Here my friends is another true story of my travels and a very well learned lesson In 2010 I left a girl i loved cause i cheated on her and she aborted my baby And i dont agree with abortion and it was really hard knowing it was my kid she went and got rid of.I went to up upstate NY to live with my grandmother while there i would go on yahoo alot and i met a new girl from montana she was beautiful to me. We started dating and she revealed to me in 2008 her 3 month old baby died and she was on house arrest I believed her and she payed my way to Montana. When i got there she let me know it was very easy for her to become pregnant and i loved hearing that because i wanted a kid so bad,and to have a family I end up marrying her the same year.

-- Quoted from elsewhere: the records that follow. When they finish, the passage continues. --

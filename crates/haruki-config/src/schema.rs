//! Raw configuration schema (as parsed from TOML)

use serde::{Deserialize, Serialize};
use std::path::PathBuf;

/// Raw configuration as parsed from TOML
#[derive(Debug, Clone, Default, Deserialize, Serialize)]
pub struct RawConfig {
    /// Config schema version
    pub config_version: u32,

    /// Daemon-level settings
    #[serde(default)]
    pub service: RawServiceConfig,

    /// Media catalog (search and requests)
    pub catalog: Option<RawEndpoint>,

    /// Series acquisition service
    pub series: Option<RawEndpoint>,

    /// Movie acquisition service
    pub movies: Option<RawEndpoint>,

    /// Playback activity monitor
    pub activity: Option<RawEndpoint>,

    /// Wizard tuning
    #[serde(default)]
    pub wizard: RawWizardConfig,

    /// Inbound notification listener
    pub webhook: Option<RawWebhookConfig>,
}

/// Daemon-level settings
#[derive(Debug, Clone, Default, Deserialize, Serialize)]
pub struct RawServiceConfig {
    /// IPC socket path (default: $XDG_RUNTIME_DIR/harukid/harukid.sock)
    pub socket_path: Option<PathBuf>,

    /// Default tracing directive, e.g. "info" or "haruki_core=debug"
    pub log_level: Option<String>,
}

/// A remote service reachable over HTTP
#[derive(Debug, Clone, Default, Deserialize, Serialize)]
pub struct RawEndpoint {
    /// Base URL, e.g. "http://localhost:5055"
    pub url: Option<String>,

    /// Sent as `X-Api-Key` (the activity monitor takes it as `apikey`)
    pub api_key: Option<String>,
}

/// Wizard tuning; every value has a default
#[derive(Debug, Clone, Default, Deserialize, Serialize)]
pub struct RawWizardConfig {
    /// Idle time before a session expires
    pub session_ttl_seconds: Option<u64>,

    /// Options per list page
    pub page_size: Option<usize>,

    /// Maximum selectable releases
    pub release_cap: Option<usize>,

    /// Deadline for catalog search and detail calls
    pub search_timeout_seconds: Option<u64>,

    /// Deadline for release lookups
    pub release_timeout_seconds: Option<u64>,

    /// Per-request timeout of the HTTP client
    pub http_timeout_seconds: Option<u64>,

    /// Role needed to start the request wizard
    pub required_role: Option<String>,

    /// Role allowed to abort other people's sessions
    pub privileged_role: Option<String>,
}

/// Webhook listener settings
#[derive(Debug, Clone, Default, Deserialize, Serialize)]
pub struct RawWebhookConfig {
    /// Listen address; ":8080" binds all interfaces
    pub listen: Option<String>,

    /// Route path (default: /webhook)
    pub path: Option<String>,

    /// Expected `Authorization` header value, with or without `Bearer `
    pub auth_token: Option<String>,

    /// Channel for notifications that do not name one
    pub default_channel: Option<String>,

    /// Duplicate suppression window
    pub dedup_window_seconds: Option<u64>,
}

#[cfg(test)]
mod tests {
    use super::*;

    #[test]
    fn parse_full_config() {
        let toml_str = r#"
            config_version = 1

            [service]
            log_level = "debug"

            [catalog]
            url = "http://localhost:5055"
            api_key = "abc"

            [series]
            url = "http://localhost:8989"
            api_key = "def"

            [activity]
            url = "http://localhost:8181"
            api_key = "ghi"

            [wizard]
            session_ttl_seconds = 300
            required_role = "Plex"

            [webhook]
            listen = ":8080"
            default_channel = "123"
        "#;

        let config: RawConfig = toml::from_str(toml_str).unwrap();
        assert_eq!(config.service.log_level.as_deref(), Some("debug"));
        assert_eq!(config.catalog.unwrap().api_key.as_deref(), Some("abc"));
        assert!(config.movies.is_none());
        assert_eq!(config.activity.unwrap().url.as_deref(), Some("http://localhost:8181"));
        assert_eq!(config.wizard.session_ttl_seconds, Some(300));
        assert_eq!(config.webhook.unwrap().listen.as_deref(), Some(":8080"));
    }

    #[test]
    fn sections_are_optional() {
        let config: RawConfig = toml::from_str("config_version = 1").unwrap();
        assert!(config.catalog.is_none());
        assert!(config.webhook.is_none());
        assert!(config.wizard.page_size.is_none());
    }
}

She got pregnant and then left me for a guy i worked with to ld me she had a miscarriaged i never been hurt so bad in my life i started drinking very heavily and fighting alot.on sept 30th i get a call from my ex wifes b/fs mother saying to get down to the hospital that shanara was in labor. once i got there the Babies were born i couldnt believe it TWINs!!!! I went in the chappel and cried my ass off then i talked to her b/f and he promised me he wouldnt sing the birth certificate un till we got a DNA.I didnt leep that night it was 1 am when i got to the hospital and i couldnt sleep i had so many emotions in me , I went to DFS in the morning and told them i wanted my twins and they told me since Shanara signed papers in 08 saying if Shanara had any more children the sate automatically gets them I fought any way it took 4 months for DNA testing to come back 99 percent mine DFS made me lose my job by harassing me. I used my felony record against me.And everyday would bother me putting papers in my face to sign away my kids.Promise me open adoption if i sign in my heart i felt those kids belonged to be with thier real father and not 2 rich people that cant have kids any more.They had the gift of raising children and they took my gift away from me.
The Moral Of This Story is I cheated on some one that loved me and respected me and left her for some one who wanted to play with lives and Karma hit me 10 times harder.after i realized what i learned through life i know know to treat people good and if you love some one treat them with love.


----------



## smellsea (Nov 15, 2012)

sounds like shanara should of gotten an abortion. who would of guessed your internet relationship wouldn't of worked out.


----------



## reeferreefs (Nov 15, 2012)

smellsea said:


> sounds like shanara should of gotten an abortion. who would of guessed your internet relationship wouldn't of worked out.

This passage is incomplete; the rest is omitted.